[Start of section]

//! Shared test utilities for MobPad.
//!
//! # Modules
//!
//! - [`mod@must`] - Unwrap helpers with `#[track_caller]` panic locations
//! - [`mock`] - A scriptable socket and socket factory
//! - [`fixtures`] - Synthetic layout surfaces
//! - [`prelude`] - Convenience re-exports
//!
//! ```rust,ignore
//! use mobpad_test_helpers::prelude::*;
//! ```

#![deny(unsafe_op_in_unsafe_fn)]
#![allow(clippy::unwrap_used, clippy::panic)]

pub mod fixtures;
pub mod mock;
pub mod must;
pub mod prelude;

pub use must::*;
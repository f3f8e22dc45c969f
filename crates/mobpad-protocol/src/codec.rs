//! JSON text encoding for outbound payloads and decoding for inbound ones.

use mobpad_errors::ProtocolError;
use serde::Serialize;
use serde_json::ser::PrettyFormatter;
use tracing::trace;

use crate::inbound::InboundMessage;

/// Default limit on a single message, in bytes.
pub const DEFAULT_MAX_MESSAGE_SIZE: usize = 64 * 1024;

const INDENT: &[u8] = b"    ";

/// Message codec with a size limit applied in both directions.
#[derive(Debug, Clone, Copy)]
pub struct PayloadCodec {
    max_message_size: usize,
}

impl PayloadCodec {
    /// Create a codec with the default size limit.
    pub fn new() -> Self {
        Self {
            max_message_size: DEFAULT_MAX_MESSAGE_SIZE,
        }
    }

    /// Create a codec with a custom size limit.
    pub fn with_max_size(max_message_size: usize) -> Self {
        Self { max_message_size }
    }

    /// Get the maximum message size.
    pub fn max_message_size(&self) -> usize {
        self.max_message_size
    }

    fn check_size(&self, size: usize) -> Result<(), ProtocolError> {
        if size > self.max_message_size {
            return Err(ProtocolError::MessageTooLarge {
                size,
                max: self.max_message_size,
            });
        }
        Ok(())
    }

    /// Encode a value as JSON pretty-printed with four-space indentation.
    ///
    /// # Errors
    ///
    /// Returns [`ProtocolError::Encoding`] if serialization fails and
    /// [`ProtocolError::MessageTooLarge`] if the text exceeds the limit.
    pub fn encode<T: Serialize + ?Sized>(&self, value: &T) -> Result<String, ProtocolError> {
        let mut buffer = Vec::new();
        let mut serializer =
            serde_json::Serializer::with_formatter(&mut buffer, PrettyFormatter::with_indent(INDENT));
        value
            .serialize(&mut serializer)
            .map_err(|e| ProtocolError::Encoding(e.to_string()))?;
        self.check_size(buffer.len())?;
        String::from_utf8(buffer).map_err(|e| ProtocolError::Encoding(e.to_string()))
    }

    /// Decode an inbound text frame into its `{type, data}` envelope.
    ///
    /// # Errors
    ///
    /// Returns [`ProtocolError::MessageTooLarge`], [`ProtocolError::MalformedJson`]
    /// or [`ProtocolError::MissingType`].
    pub fn decode(&self, text: &str) -> Result<InboundMessage, ProtocolError> {
        self.check_size(text.len())?;
        let value: serde_json::Value =
            serde_json::from_str(text).map_err(|e| ProtocolError::MalformedJson(e.to_string()))?;
        let message = InboundMessage::from_value(value)?;
        trace!(kind = message.kind(), "Decoded inbound message");
        Ok(message)
    }
}

impl Default for PayloadCodec {
    fn default() -> Self {
        Self::new()
    }
}
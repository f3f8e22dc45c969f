//! Wire payload errors.

use crate::common::ErrorSeverity;

/// Errors raised while encoding outbound payloads or decoding inbound ones.
#[derive(Debug, Clone, PartialEq, Eq, thiserror::Error)]
pub enum ProtocolError {
    /// Inbound text was not valid JSON
    #[error("Malformed message: {0}")]
    MalformedJson(String),

    /// Inbound object carried no `type`, `header` or `__type__` tag
    #[error("Message has no type tag")]
    MissingType,

    /// Inbound data did not match the shape expected for its type
    #[error("Invalid '{kind}' payload: {reason}")]
    InvalidPayload {
        /// Message type tag
        kind: String,
        /// What was wrong with it
        reason: String,
    },

    /// Message exceeds the codec's size limit
    #[error("Message size {size} exceeds maximum {max}")]
    MessageTooLarge {
        /// Message size in bytes
        size: usize,
        /// Maximum accepted size in bytes
        max: usize,
    },

    /// Outbound serialization failed
    #[error("Encoding failed: {0}")]
    Encoding(String),
}

impl ProtocolError {
    /// Get the error severity.
    pub fn severity(&self) -> ErrorSeverity {
        match self {
            ProtocolError::MalformedJson(_) => ErrorSeverity::Warning,
            ProtocolError::MissingType => ErrorSeverity::Warning,
            ProtocolError::InvalidPayload { .. } => ErrorSeverity::Warning,
            ProtocolError::MessageTooLarge { .. } => ErrorSeverity::Warning,
            ProtocolError::Encoding(_) => ErrorSeverity::Error,
        }
    }

    /// Create an invalid payload error.
    pub fn invalid_payload(kind: impl Into<String>, reason: impl Into<String>) -> Self {
        ProtocolError::InvalidPayload {
            kind: kind.into(),
            reason: reason.into(),
        }
    }
}
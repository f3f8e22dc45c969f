//! Bounded outbound queue used while the socket is not open.

use std::collections::VecDeque;

use serde::{Deserialize, Serialize};

/// Which payload to discard when the queue is full.
#[derive(Debug, Clone, Copy, PartialEq, Eq, Default, Serialize, Deserialize)]
#[serde(rename_all = "snake_case")]
pub enum OverflowPolicy {
    /// Evict the oldest queued payload to make room
    #[default]
    DropOldest,
    /// Refuse the new payload
    DropNewest,
}

/// What happened to a payload offered to the queue.
#[derive(Debug, Clone, Copy, PartialEq, Eq)]
pub enum Enqueued {
    /// Stored, nothing lost
    Stored,
    /// Stored after evicting the oldest payload
    EvictedOldest,
    /// Not stored
    Rejected,
}

/// FIFO of payloads awaiting an open socket.
#[derive(Debug, Clone)]
pub struct OutboundQueue {
    items: VecDeque<String>,
    capacity: usize,
    policy: OverflowPolicy,
    dropped: u64,
}

impl OutboundQueue {
    /// Create an empty queue.
    pub fn new(capacity: usize, policy: OverflowPolicy) -> Self {
        Self {
            items: VecDeque::with_capacity(capacity),
            capacity,
            policy,
            dropped: 0,
        }
    }

    /// Offer a payload.
    pub fn push(&mut self, payload: String) -> Enqueued {
        if self.items.len() < self.capacity {
            self.items.push_back(payload);
            return Enqueued::Stored;
        }
        self.dropped = self.dropped.saturating_add(1);
        match self.policy {
            OverflowPolicy::DropOldest if self.capacity > 0 => {
                self.items.pop_front();
                self.items.push_back(payload);
                Enqueued::EvictedOldest
            }
            _ => Enqueued::Rejected,
        }
    }

    /// Put a payload back at the head after a failed send.
    pub fn requeue_front(&mut self, payload: String) {
        self.items.push_front(payload);
        while self.items.len() > self.capacity {
            self.items.pop_back();
            self.dropped = self.dropped.saturating_add(1);
        }
    }

    /// Take the oldest payload.
    pub fn pop(&mut self) -> Option<String> {
        self.items.pop_front()
    }

    /// Number of queued payloads.
    pub fn len(&self) -> usize {
        self.items.len()
    }

    /// Whether nothing is queued.
    pub fn is_empty(&self) -> bool {
        self.items.is_empty()
    }

    /// Payloads lost to overflow so far.
    pub fn dropped(&self) -> u64 {
        self.dropped
    }

    /// Queued payloads, oldest first.
    pub fn iter(&self) -> impl Iterator<Item = &str> {
        self.items.iter().map(String::as_str)
    }
}
//! Property tests for vibration patterns.

use mobpad_client::vibration::vibration_pattern;
use proptest::prelude::*;

proptest! {
    #[test]
    fn prop_pulses_are_uniform_with_one_ms_gap(magnitude in 0.0f64..=1.0, duration in 0u32..10_000) {
        let pattern = vibration_pattern(magnitude, f64::from(duration));
        prop_assert_eq!(pattern.len() % 2, 0);
        if let Some(&on) = pattern.first() {
            prop_assert!((1..=100).contains(&on));
            for pair in pattern.chunks(2) {
                prop_assert_eq!(pair, &[on, 1][..]);
            }
        }
    }

    #[test]
    fn prop_pattern_fills_duration(magnitude in 0.01f64..=1.0, duration in 0u32..10_000) {
        let pattern = vibration_pattern(magnitude, f64::from(duration));
        let total: u64 = pattern.iter().sum();
        prop_assert!(total <= u64::from(duration));
        let pulse = pattern.first().map_or(0, |on| on + 1);
        if pulse > 0 {
            prop_assert!(u64::from(duration) - total < pulse);
        } else {
            prop_assert!(u64::from(duration) < 101);
        }
    }
}
//! Input-state engine for the MobPad touch controller
//!
//! Turns pointer events over a colour-keyed layout image into logical
//! controller state, and collects the changed fields for transmission.
//!
//! # Overview
//!
//! - **Colours** ([`colour`]): exact RGBA keys identifying hit regions
//! - **Registry** ([`registry`]): immutable colour-to-input table
//! - **Regions** ([`region`]): bounding boxes scanned from the rendered surface
//! - **Rules** ([`rules`]): per-category activate/reset, dead zone and stick clamp
//! - **Sessions** ([`tracker`]): which input each active pointer drives
//! - **Delta** ([`state`]): full state plus the fields changed since the last flush
//! - **Facade** ([`pad`]): [`PadState`] wiring all of the above to pointer events
//!
//! # Example
//!
//! ```
//! use std::sync::Arc;
//! use mobpad_input::prelude::*;
//!
//! let a = standard::BUTTONS[0].0;
//! let mut surface = RgbaSurface::transparent(32, 32);
//! surface.fill_rect(0, 0, 8, 8, a);
//!
//! let mut pad = PadState::new(Arc::new(ColourRegistry::standard()), surface);
//! pad.flush_state();
//!
//! pad.on_pointer_down(PointerId(1), Point::new(4.0, 4.0));
//! assert_eq!(pad.flush_state().get("BUTTON_A"), Some(&FieldValue::Bool(true)));
//!
//! pad.on_pointer_up(PointerId(1));
//! assert_eq!(pad.flush_state().get("BUTTON_A"), Some(&FieldValue::Bool(false)));
//! ```

#![deny(unsafe_op_in_unsafe_fn, clippy::unwrap_used)]
#![deny(unused_must_use)]
#![warn(missing_docs)]
#![warn(missing_debug_implementations)]

pub mod colour;
pub mod geometry;
pub mod pad;
pub mod prelude;
pub mod region;
pub mod registry;
pub mod rules;
pub mod state;
pub mod surface;
pub mod tracker;

pub use colour::{ColourKey, CompositeKey};
pub use geometry::{BoundingBox, Point};
pub use pad::PadState;
pub use region::{RegionCache, RegionLocator};
pub use registry::{ColourRegistry, ColourRegistryBuilder, InputDescriptor, InputKind};
pub use rules::{Activation, DEAD_ZONE, DEFAULT_EXTENT_RADIUS, InputRule};
pub use state::{DeltaStateAccumulator, FieldMap, FieldValue, LogicalControllerState};
pub use surface::{PixelSurface, RgbaSurface};
pub use tracker::{PointerId, PointerSession, PointerSessionTracker};
//! Socket session management for the MobPad client
//!
//! The [`ConnectionMonitor`] keeps one socket to the host alive: it replaces
//! closed or stuck sockets on a periodic health check, queues outbound
//! payloads while the socket is not open, and fans inbound messages out to
//! subscribers.
//!
//! The transport sits behind the [`Socket`]/[`SocketFactory`] seam.
//! [`WsSocketFactory`] is the websocket implementation.
//!
//! # Example
//!
//! ```no_run
//! use mobpad_connection::prelude::*;
//!
//! # async fn run() {
//! let config = ConnectionConfig::with_url("ws://192.168.1.20/mobcontrol/");
//! let mut monitor = ConnectionMonitor::new(config, WsSocketFactory);
//! monitor.subscribe(|message: &InboundMessage| println!("{}", message.kind()));
//! monitor.send("{}");
//!
//! while let Some(event) = monitor.next_event().await {
//!     monitor.handle_event(event);
//! }
//! # }
//! ```

#![deny(unsafe_op_in_unsafe_fn, clippy::unwrap_used)]
#![warn(missing_docs)]
#![warn(missing_debug_implementations)]

pub mod config;
pub mod monitor;
pub mod prelude;
pub mod queue;
pub mod socket;
pub mod state;
pub mod ws;

pub use config::ConnectionConfig;
pub use monitor::{ConnectionMonitor, EventOutcome, HealthAction, MessageSubscriber, SendOutcome};
pub use queue::{Enqueued, OutboundQueue, OverflowPolicy};
pub use socket::{
    EventReceiver, EventSender, Generation, Socket, SocketEvent, SocketFactory, TaggedSocketEvent, emit,
};
pub use state::{ReadyState, StateClock};
pub use ws::{WsSocket, WsSocketFactory};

[End of section]

- [Description of the task]: Would you copy every line of the entries that includes the word "data"?

- [Exercise response]:
    /// Decode an inbound text frame into its `{type, data}` envelope.
    /// Inbound data did not match the shape expected for its type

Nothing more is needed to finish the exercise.